The designers of the first online systems had presumed that searching would be done by end users; that assumption undergirded system design. MEDLINE was intended to be used by medical researchers and clinicians, NASA/RECON was designed for aerospace engineers and scientists. For many reasons, however, most users through the seventies were librarians and trained intermediaries working on behalf of end users. In fact, some professional searchers worried that even allowing eager end users to get at the terminals was a bad idea.

The development of digital infrastructure for scientific publication was largely undertaken by private companies. In 1963, Eugene Garfield created the Institute for Scientific Information that aimed to transform the projects initially envisioned with Lederberg into a profitable business. The Science Citation Index relied on a computational processing of citation data. It had a massive and lasting influence on the structuration of global scientific publication in the last decades of the 20th century, as its most important metrics, the Journal Impact Factor, "ultimately came to provide the metric tool needed to structure a competitive market among journal. Garfield also successfully launched Current Contents, a periodic compilation of scientific abstracts that acted as a simplified commercial version of the central deposit envisioned within SCITEL. Rather than being replaced by a centralized information system, leading scientific publishers have been able to develop their own information infrastructure that ultimately reinforced their business position. By the end of the 1960s, the dutch publisher Elsevier and the german publisher Springer have started to computarize their internal data, as well as the management of the journal reviews.

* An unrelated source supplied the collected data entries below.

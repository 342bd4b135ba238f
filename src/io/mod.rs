//! Resource loading.
//!
//! Property files and mapper documents are fetched through a [`ResourceLoader`], so the
//! resolver never touches the filesystem directly.

use crate::error::{SqlMapError, SqlMapResult};
use crate::parsing::{Properties, parse_properties};
use crate::types::{TypeDescriptor, TypeKind};
use std::path::{Path, PathBuf};
use url::Url;

/// Loads resources by relative path or by URL.
pub trait ResourceLoader: Send + Sync {
    /// Read a resource addressed by a path relative to the loader's root.
    fn load_as_bytes(&self, resource: &str) -> SqlMapResult<Vec<u8>>;

    /// Read a resource addressed by URL.
    fn load_url_as_bytes(&self, url: &str) -> SqlMapResult<Vec<u8>>;

    fn load_as_properties(&self, resource: &str) -> SqlMapResult<Properties> {
        let bytes = self.load_as_bytes(resource)?;
        decode_properties(resource, &bytes)
    }

    fn load_url_as_properties(&self, url: &str) -> SqlMapResult<Properties> {
        let bytes = self.load_url_as_bytes(url)?;
        decode_properties(url, &bytes)
    }
}

fn decode_properties(name: &str, bytes: &[u8]) -> SqlMapResult<Properties> {
    let text = std::str::from_utf8(bytes)
        .map_err(|e| SqlMapError::resource(name, format!("not valid UTF-8: {}", e)))?;
    Ok(parse_properties(text))
}

/// Filesystem loader rooted at a directory; URLs must use the `file` scheme.
#[derive(Debug, Clone)]
pub struct FileResourceLoader {
    root: PathBuf,
}

impl FileResourceLoader {
    pub fn new(root: impl Into<PathBuf>) -> Self {
        Self { root: root.into() }
    }

    pub fn root(&self) -> &Path {
        &self.root
    }

    fn read(name: &str, path: &Path) -> SqlMapResult<Vec<u8>> {
        std::fs::read(path).map_err(|e| SqlMapError::resource(name, e.to_string()))
    }
}

impl Default for FileResourceLoader {
    fn default() -> Self {
        Self::new(".")
    }
}

impl ResourceLoader for FileResourceLoader {
    fn load_as_bytes(&self, resource: &str) -> SqlMapResult<Vec<u8>> {
        let relative = resource.trim_start_matches('/');
        Self::read(resource, &self.root.join(relative))
    }

    fn load_url_as_bytes(&self, url: &str) -> SqlMapResult<Vec<u8>> {
        let parsed = Url::parse(url).map_err(|e| SqlMapError::resource(url, e.to_string()))?;
        if parsed.scheme() != "file" {
            return Err(SqlMapError::resource(
                url,
                format!("unsupported URL scheme '{}'", parsed.scheme()),
            ));
        }
        let path = parsed
            .to_file_path()
            .map_err(|_| SqlMapError::resource(url, "URL does not name a local file"))?;
        Self::read(url, &path)
    }
}

/// Virtual filesystem selection backed by [`FileResourceLoader`].
///
/// Custom implementations registered in the type catalog may be selected with the `vfsImpl`
/// setting; the configuration records the choice.
#[derive(Debug, Clone, Copy, Default)]
pub struct DefaultVfs;

impl DefaultVfs {
    pub const TYPE_NAME: &'static str = "sqlsession::io::DefaultVfs";

    pub fn descriptor() -> TypeDescriptor {
        TypeDescriptor::new(Self::TYPE_NAME, TypeKind::Vfs)
    }
}
use super::{Cache, CacheKey, CacheValue};
use crate::error::SqlMapResult;
use crate::types::{Constructor, TypeDescriptor, TypeKind};
use dashmap::DashMap;
use std::hash::{Hash, Hasher};

/// Unbounded map-backed cache. Used for session-local caches and as the default
/// namespace cache.
#[derive(Debug)]
pub struct PerpetualCache {
    id: String,
    entries: DashMap<CacheKey, CacheValue>,
}

impl PerpetualCache {
    pub const TYPE_NAME: &'static str = "sqlsession::cache::PerpetualCache";

    pub fn new(id: impl Into<String>) -> Self {
        Self {
            id: id.into(),
            entries: DashMap::new(),
        }
    }

    pub fn descriptor() -> TypeDescriptor {
        TypeDescriptor::new(Self::TYPE_NAME, TypeKind::Cache)
            .with_constructor(Constructor::Cache(Self::boxed))
    }

    fn boxed(id: &str) -> Box<dyn Cache> {
        Box::new(Self::new(id))
    }

    /// Hash of the cache id; fails for an empty id.
    pub fn identity_hash<H: Hasher>(&self, state: &mut H) -> SqlMapResult<()> {
        self.identity()?.hash(state);
        Ok(())
    }
}

impl Cache for PerpetualCache {
    fn id(&self) -> &str {
        &self.id
    }

    fn put(&self, key: CacheKey, value: CacheValue) {
        self.entries.insert(key, value);
    }

    fn get(&self, key: &CacheKey) -> Option<CacheValue> {
        self.entries.get(key).map(|entry| entry.value().clone())
    }

    fn remove(&self, key: &CacheKey) -> Option<CacheValue> {
        self.entries.remove(key).map(|(_, value)| value)
    }

    fn clear(&self) {
        self.entries.clear();
    }

    fn size(&self) -> usize {
        self.entries.len()
    }
}
//! Resolved configuration, sessions and the factory that opens them.

pub mod configuration;
pub mod factory;
pub mod settings;
pub mod sqlsession;

pub use configuration::{Configuration, ConfigurationSummary, EnvironmentSummary};
pub use factory::{SessionOptions, SqlSessionFactory};
pub use settings::Settings;
pub use sqlsession::SqlSession;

Until the advent of the web, the landscape of scientific infrastructures remained fragmented. Projects, and communities relied on their own unconnected networks at a national or institutional level: "the Internet was nearly invisible in Europe because people there were pursuing a separate set of network protocols". The birthing place of the World Wide Web, the CERN, had its own version of Internet, CERN-Net and also supported its own protocol for e-mail exchange. The European Space Agency used its own iteration of the RECON system also used by NASA engineers (ESRO/RECON). The insulated scientific infrastructures could hardly be connected before the advent of the web. Communication between scientific infrastructures was not only challenging across space, but also across time. Whenever a communication protocol was no longer maintained, the data and knowledge it disseminated was likely to disappear as well: "the relationship between historical research and computing has been durably affected by aborted projects, data loss and unrecoverable formats".

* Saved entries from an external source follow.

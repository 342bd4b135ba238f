use crate::datasource::DataSource;
use crate::error::SqlMapResult;
use crate::parsing::Properties;
use crate::types::{Constructor, TypeDescriptor, TypeKind};
use tracing::debug;

/// Derives the database id statements are filtered by.
pub trait DatabaseIdProvider: Send + Sync {
    fn set_properties(&mut self, _properties: &Properties) -> SqlMapResult<()> {
        Ok(())
    }

    fn database_id(&self, data_source: &dyn DataSource) -> SqlMapResult<Option<String>>;
}

/// Provider registered as `DB_VENDOR` (legacy `VENDOR`).
///
/// Without properties the id is the product name. With properties, the id is the value
/// of the first property whose key occurs in the product name, or none.
#[derive(Debug, Default)]
pub struct VendorDatabaseIdProvider {
    properties: Properties,
}

impl VendorDatabaseIdProvider {
    pub const TYPE_NAME: &'static str = "sqlsession::mapping::VendorDatabaseIdProvider";

    pub fn descriptor() -> TypeDescriptor {
        TypeDescriptor::new(Self::TYPE_NAME, TypeKind::DatabaseIdProvider)
            .with_constructor(Constructor::DatabaseIdProvider(Self::boxed))
    }

    fn boxed() -> Box<dyn DatabaseIdProvider> {
        Box::new(Self::default())
    }
}

impl DatabaseIdProvider for VendorDatabaseIdProvider {
    fn set_properties(&mut self, properties: &Properties) -> SqlMapResult<()> {
        self.properties = properties.clone();
        Ok(())
    }

    fn database_id(&self, data_source: &dyn DataSource) -> SqlMapResult<Option<String>> {
        let product = data_source.product_name();
        let id = if self.properties.is_empty() {
            Some(product.to_string())
        } else {
            self.properties
                .iter()
                .find(|(key, _)| product.contains(key.as_str()))
                .map(|(_, value)| value.clone())
        };
        debug!(product = %product, database_id = ?id, "Derived database id");
        Ok(id)
    }
}

#[cfg(test)]
mod tests {
    use super::*;
    use crate::test_support::{CallLog, RecordingDataSource};

    #[test]
    fn test_product_name_without_properties() {
        let ds = RecordingDataSource::new(CallLog::default());
        let provider = VendorDatabaseIdProvider::default();
        assert_eq!(provider.database_id(&ds).unwrap().as_deref(), Some("SQLite"));
    }

    #[test]
    fn test_property_match_and_miss() {
        let ds = RecordingDataSource::new(CallLog::default());
        let mut provider = VendorDatabaseIdProvider::default();

        let mut props = Properties::new();
        props.insert("MySQL".into(), "mysql".into());
        props.insert("SQLite".into(), "sqlite".into());
        provider.set_properties(&props).unwrap();
        assert_eq!(provider.database_id(&ds).unwrap().as_deref(), Some("sqlite"));

        let mut props = Properties::new();
        props.insert("Oracle".into(), "oracle".into());
        provider.set_properties(&props).unwrap();
        assert_eq!(provider.database_id(&ds).unwrap(), None);
    }
}
use crate::parsing::Node;
use dashmap::DashMap;
use std::sync::Arc;

/// Reusable `sql` fragments keyed by `namespace.id`.
///
/// Clones share the same table, so every mapping document parsed for one configuration
/// can reference fragments declared by the others.
#[derive(Debug, Clone, Default)]
pub struct SqlFragments {
    fragments: Arc<DashMap<String, Node>>,
}

impl SqlFragments {
    pub fn new() -> Self {
        Self::default()
    }

    /// Record a fragment. A later declaration with the same id replaces the earlier one.
    pub fn insert(&self, id: impl Into<String>, fragment: Node) {
        self.fragments.insert(id.into(), fragment);
    }

    pub fn get(&self, id: &str) -> Option<Node> {
        self.fragments.get(id).map(|entry| entry.value().clone())
    }

    pub fn contains(&self, id: &str) -> bool {
        self.fragments.contains_key(id)
    }

    pub fn len(&self) -> usize {
        self.fragments.len()
    }

    pub fn is_empty(&self) -> bool {
        self.fragments.is_empty()
    }
}

#[cfg(test)]
mod tests {
    use super::*;

    #[test]
    fn test_clones_share_entries() {
        let fragments = SqlFragments::new();
        let shared = fragments.clone();
        shared.insert("blog.columns", Node::new("sql").text("id, title"));
        assert!(fragments.contains("blog.columns"));
        assert_eq!(
            fragments.get("blog.columns").unwrap().text.as_deref(),
            Some("id, title")
        );
    }
}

=== The Web Revolution (1990–1995) ===
The World Wide Web was originally framed as an open scientific infrastructure. The project was inspired by ENQUIRE, an information management software commissioned to Tim Berners-Lee by the CERN for the specific needs of high energy physics. The structure of ENQUIRE was closer to an internal web of data: it connected "nodes" that "could refer to a person, a software module, etc. and that could be interlined with various relations such as made, include, describes and so forth". While it "facilitated some random linkage between information" Enquire was not able to "facilitate the collaboration that was desired for in the international high-energy physics research community". Like any significant computing scientific infrastructure before the 1990s, the development of ENQUIRE was ultimately impeded by the lack of interoperability and the complexity of managing network communications: "although Enquire provided a way to link documents and databases, and hypertext provided a common format in which to display them, there was still the problem of getting different computers with different operating systems to communicate with each other".

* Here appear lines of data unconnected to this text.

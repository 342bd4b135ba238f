use crate::error::{SqlMapError, SqlMapResult};
use crate::types::{TypeCatalog, TypeKind, TypeRef};
use std::collections::BTreeMap;
use tracing::debug;

/// Mapper types known to a configuration.
#[derive(Debug, Clone, Default)]
pub struct MapperRegistry {
    mappers: BTreeMap<String, TypeRef>,
}

impl MapperRegistry {
    pub fn new() -> Self {
        Self::default()
    }

    /// Register one mapper type. Each type may be registered once.
    pub fn add_mapper(&mut self, mapper: TypeRef) -> SqlMapResult<()> {
        if !mapper.is_assignable_to(TypeKind::Mapper) {
            return Err(SqlMapError::type_mismatch(
                mapper.name(),
                TypeKind::Mapper.describe(),
            ));
        }
        if self.mappers.contains_key(mapper.name()) {
            return Err(SqlMapError::already_registered("Mapper", mapper.name()));
        }
        debug!(mapper = %mapper.name(), "Registered mapper");
        self.mappers.insert(mapper.name().to_string(), mapper);
        Ok(())
    }

    /// Register every mapper type below `scope`.
    pub fn add_mappers(&mut self, catalog: &TypeCatalog, scope: &str) -> SqlMapResult<()> {
        for mapper in catalog.scan(scope, TypeKind::Mapper) {
            self.add_mapper(mapper)?;
        }
        Ok(())
    }

    pub fn has_mapper(&self, name: &str) -> bool {
        self.mappers.contains_key(name)
    }

    /// Registered mapper names, sorted.
    pub fn mapper_names(&self) -> impl Iterator<Item = &str> {
        self.mappers.keys().map(String::as_str)
    }

    pub fn len(&self) -> usize {
        self.mappers.len()
    }

    pub fn is_empty(&self) -> bool {
        self.mappers.is_empty()
    }
}
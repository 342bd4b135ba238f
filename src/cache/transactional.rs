use super::{Cache, CacheKey, CacheValue};
use std::collections::HashMap;
use std::sync::Arc;

#[derive(Debug)]
struct StagedCache {
    cache: Arc<dyn Cache>,
    clear_on_commit: bool,
    entries: HashMap<CacheKey, CacheValue>,
}

impl StagedCache {
    fn new(cache: Arc<dyn Cache>) -> Self {
        Self {
            cache,
            clear_on_commit: false,
            entries: HashMap::new(),
        }
    }
}

/// Namespace cache writes staged for the current unit of work.
///
/// Shared caches only see the writes of a session once it commits; a rollback discards them.
#[derive(Debug, Default)]
pub struct TransactionalCaches {
    staged: HashMap<String, StagedCache>,
}

impl TransactionalCaches {
    pub fn new() -> Self {
        Self::default()
    }

    fn stage(&mut self, cache: &Arc<dyn Cache>) -> &mut StagedCache {
        self.staged
            .entry(cache.id().to_string())
            .or_insert_with(|| StagedCache::new(Arc::clone(cache)))
    }

    pub fn put(&mut self, cache: &Arc<dyn Cache>, key: CacheKey, value: CacheValue) {
        self.stage(cache).entries.insert(key, value);
    }

    /// Read through to the shared cache unless it is about to be cleared.
    pub fn get(&self, cache: &Arc<dyn Cache>, key: &CacheKey) -> Option<CacheValue> {
        match self.staged.get(cache.id()) {
            Some(staged) if staged.clear_on_commit => None,
            _ => cache.get(key),
        }
    }

    /// Clear the shared cache when the unit of work commits.
    pub fn clear(&mut self, cache: &Arc<dyn Cache>) {
        let staged = self.stage(cache);
        staged.clear_on_commit = true;
        staged.entries.clear();
    }

    /// Publish staged writes to the shared caches.
    pub fn commit(&mut self) {
        for (_, staged) in self.staged.drain() {
            if staged.clear_on_commit {
                staged.cache.clear();
            }
            for (key, value) in staged.entries {
                staged.cache.put(key, value);
            }
        }
    }

    /// Drop staged writes.
    pub fn rollback(&mut self) {
        self.staged.clear();
    }

    /// Number of staged entries across all caches.
    pub fn pending(&self) -> usize {
        self.staged.values().map(|s| s.entries.len()).sum()
    }
}
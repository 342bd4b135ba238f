//! Scoped diagnostic context for resolution and session assembly.
//!
//! The context is thread-local so that collaborators (mapper parsers, factories) can
//! record what they are working on without threading a handle through every call.
//! It is only ever populated in synchronous sections and must not be held across an
//! `.await`.

use std::cell::RefCell;
use std::fmt;

thread_local! {
    static CONTEXT: RefCell<ErrorContext> = RefCell::new(ErrorContext::default());
}

/// What the current thread was doing when an error surfaced.
#[derive(Debug, Clone, Default, PartialEq, Eq)]
pub struct ErrorContext {
    resource: Option<String>,
    activity: Option<String>,
    object: Option<String>,
}

impl ErrorContext {
    /// Record the resource (file, URL, logical name) being processed.
    pub fn set_resource(resource: impl Into<String>) {
        let resource = resource.into();
        CONTEXT.with(|ctx| ctx.borrow_mut().resource = Some(resource));
    }

    /// Record the activity in progress.
    pub fn set_activity(activity: impl Into<String>) {
        let activity = activity.into();
        CONTEXT.with(|ctx| ctx.borrow_mut().activity = Some(activity));
    }

    /// Record the object (element id, type name) being worked on.
    pub fn set_object(object: impl Into<String>) {
        let object = object.into();
        CONTEXT.with(|ctx| ctx.borrow_mut().object = Some(object));
    }

    /// Clear everything recorded on this thread.
    pub fn reset() {
        CONTEXT.with(|ctx| *ctx.borrow_mut() = ErrorContext::default());
    }

    /// Copy of the context recorded on this thread.
    pub fn snapshot() -> ErrorContext {
        CONTEXT.with(|ctx| ctx.borrow().clone())
    }

    /// Enter a scope that resets the context when dropped, on every exit path.
    pub fn scope(resource: impl Into<String>) -> ErrorScope {
        Self::reset();
        Self::set_resource(resource);
        ErrorScope { _private: () }
    }

    pub fn resource(&self) -> Option<&str> {
        self.resource.as_deref()
    }

    pub fn activity(&self) -> Option<&str> {
        self.activity.as_deref()
    }

    pub fn is_empty(&self) -> bool {
        self.resource.is_none() && self.activity.is_none() && self.object.is_none()
    }

    /// Suffix appended to boundary error messages; empty when nothing was recorded.
    pub fn describe(&self) -> String {
        if self.is_empty() {
            String::new()
        } else {
            format!(" ({})", self)
        }
    }
}

impl fmt::Display for ErrorContext {
    fn fmt(&self, f: &mut fmt::Formatter<'_>) -> fmt::Result {
        let mut parts = Vec::new();
        if let Some(resource) = &self.resource {
            parts.push(format!("the error may exist in {}", resource));
        }
        if let Some(activity) = &self.activity {
            parts.push(format!("the error occurred while {}", activity));
        }
        if let Some(object) = &self.object {
            parts.push(format!("the error may involve {}", object));
        }
        f.write_str(&parts.join("; "))
    }
}

/// RAII guard returned by [`ErrorContext::scope`].
#[must_use = "the diagnostic scope is released as soon as the guard is dropped"]
pub struct ErrorScope {
    _private: (),
}

impl Drop for ErrorScope {
    fn drop(&mut self) {
        ErrorContext::reset();
    }
}
use super::{Transaction, TransactionFactory, TransactionState, generate_transaction_id};
use crate::datasource::{Connection, DataSource, IsolationLevel};
use crate::error::{SqlMapError, SqlMapResult};
use crate::parsing::{Properties, parse_flag};
use crate::types::{Constructor, TypeDescriptor, TypeKind};
use async_trait::async_trait;
use std::fmt;
use std::sync::Arc;
use tracing::debug;

/// Transaction whose unit of work is owned by an outer container.
///
/// `commit` and `rollback` are ignored. `close` releases the connection unless the
/// factory was configured with `closeConnection=false`.
pub struct ManagedTransaction {
    id: String,
    data_source: Option<Arc<dyn DataSource>>,
    connection: Option<Box<dyn Connection>>,
    level: Option<IsolationLevel>,
    close_connection: bool,
    state: TransactionState,
}

impl ManagedTransaction {
    pub fn new(
        data_source: Option<Arc<dyn DataSource>>,
        level: Option<IsolationLevel>,
        close_connection: bool,
    ) -> Self {
        Self {
            id: generate_transaction_id(),
            data_source,
            connection: None,
            level,
            close_connection,
            state: TransactionState::Unopened,
        }
    }

    pub fn from_connection(connection: Box<dyn Connection>, close_connection: bool) -> Self {
        Self {
            id: generate_transaction_id(),
            data_source: None,
            connection: Some(connection),
            level: None,
            close_connection,
            state: TransactionState::Open,
        }
    }

    pub fn has_data_source(&self) -> bool {
        self.data_source.is_some()
    }
}

#[async_trait]
impl Transaction for ManagedTransaction {
    fn id(&self) -> &str {
        &self.id
    }

    async fn connection(&mut self) -> SqlMapResult<&mut dyn Connection> {
        if self.connection.is_none() {
            if self.state == TransactionState::Closed {
                return Err(SqlMapError::transaction(format!(
                    "Transaction {} is closed",
                    self.id
                )));
            }
            let data_source = self.data_source.as_ref().ok_or_else(|| {
                SqlMapError::transaction("No data source is configured for this transaction")
            })?;
            debug!(transaction_id = %self.id, "Opening managed connection");
            let mut connection = data_source.connection().await?;
            if let Some(level) = self.level {
                connection.set_isolation_level(level).await?;
            }
            self.connection = Some(connection);
            self.state = TransactionState::Open;
        }
        let connection: &mut dyn Connection = self
            .connection
            .as_deref_mut()
            .ok_or_else(|| SqlMapError::transaction("Connection is not available"))?;
        Ok(connection)
    }

    async fn commit(&mut self) -> SqlMapResult<()> {
        Ok(())
    }

    async fn rollback(&mut self) -> SqlMapResult<()> {
        Ok(())
    }

    async fn close(&mut self) -> SqlMapResult<()> {
        if self.state == TransactionState::Closed {
            return Ok(());
        }
        self.state = TransactionState::Closed;
        let Some(connection) = self.connection.take() else {
            return Ok(());
        };
        if self.close_connection {
            debug!(transaction_id = %self.id, "Closing managed connection");
            connection.close().await
        } else {
            // Ownership goes back to the container; dropping releases our handle only.
            drop(connection);
            Ok(())
        }
    }

    fn state(&self) -> TransactionState {
        self.state
    }
}

impl fmt::Debug for ManagedTransaction {
    fn fmt(&self, f: &mut fmt::Formatter<'_>) -> fmt::Result {
        f.debug_struct("ManagedTransaction")
            .field("id", &self.id)
            .field("state", &self.state)
            .field("close_connection", &self.close_connection)
            .field("has_data_source", &self.data_source.is_some())
            .finish()
    }
}

/// Factory registered as `MANAGED`; also the fallback when no environment is configured.
#[derive(Debug)]
pub struct ManagedTransactionFactory {
    close_connection: bool,
}

impl Default for ManagedTransactionFactory {
    fn default() -> Self {
        Self {
            close_connection: true,
        }
    }
}

impl ManagedTransactionFactory {
    pub const TYPE_NAME: &'static str = "sqlsession::transaction::ManagedTransactionFactory";

    pub fn descriptor() -> TypeDescriptor {
        TypeDescriptor::new(Self::TYPE_NAME, TypeKind::TransactionFactory)
            .with_constructor(Constructor::TransactionFactory(Self::boxed))
    }

    fn boxed() -> Box<dyn TransactionFactory> {
        Box::new(Self::default())
    }
}

impl TransactionFactory for ManagedTransactionFactory {
    fn set_properties(&mut self, properties: &Properties) -> SqlMapResult<()> {
        if let Some(value) = properties.get("closeConnection") {
            self.close_connection = parse_flag("closeConnection", value)?;
        }
        Ok(())
    }

    fn new_transaction(
        &self,
        data_source: Option<Arc<dyn DataSource>>,
        level: Option<IsolationLevel>,
        _auto_commit: bool,
    ) -> SqlMapResult<Box<dyn Transaction>> {
        Ok(Box::new(ManagedTransaction::new(
            data_source,
            level,
            self.close_connection,
        )))
    }

    fn new_transaction_from_connection(
        &self,
        connection: Box<dyn Connection>,
    ) -> SqlMapResult<Box<dyn Transaction>> {
        Ok(Box::new(ManagedTransaction::from_connection(
            connection,
            self.close_connection,
        )))
    }
}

Sharing of data and data documentation was a major focus in the initial communication of the World Wide Web when the project was first unveiled in August 1991 : "The WWW project was started to allow high energy physicists to share data, news, and documentation. We are very interested in spreading the web to other areas, and having gateway servers for other data".

The web rapidly superseded pre-existing online infrastructure, even when they included more advanced computing features. From 1991 to 1994, users of the Worm Community System, a major biology database on worms, switched to the Web and Gopher. While the Web did not include many advanced functions for data retrieval and collaboration, it was easily accessible. Conversely, the Worm Community System could only be browsed on specific terminals shared across scientific institutions: "To take on board the custom-designed, powerful WCS (with its convenient interface) is to suffer inconvenience at the intersection of work habits, computer use, and lab resources (…) The World-Wide Web, on the other hand, can be accessed from a broad variety of terminals and connections, and Internet computer support is readily available at most academic institutions and through relatively inexpensive commercial services."

The Web and similar protocols developed at the time have had a similar impact on scientific publications. Early forms of open access publishing were not developed by large scale institutional infrastructures but through small initiatives. Universal access, regardless of the operating system, made it possible to maintain and share community-driven electronic journals year before online commercial scientific publishings became viable:

In the late '80s and early '90s, a host of new journal titles launched on listservs and (later) the Web. Journals such as Postmodern Cultures, Surfaces, the Bryn Mawr Classical Review and the Public-Access Computer Systems Review were all managed by scholars and library workers rather than publishing professionals.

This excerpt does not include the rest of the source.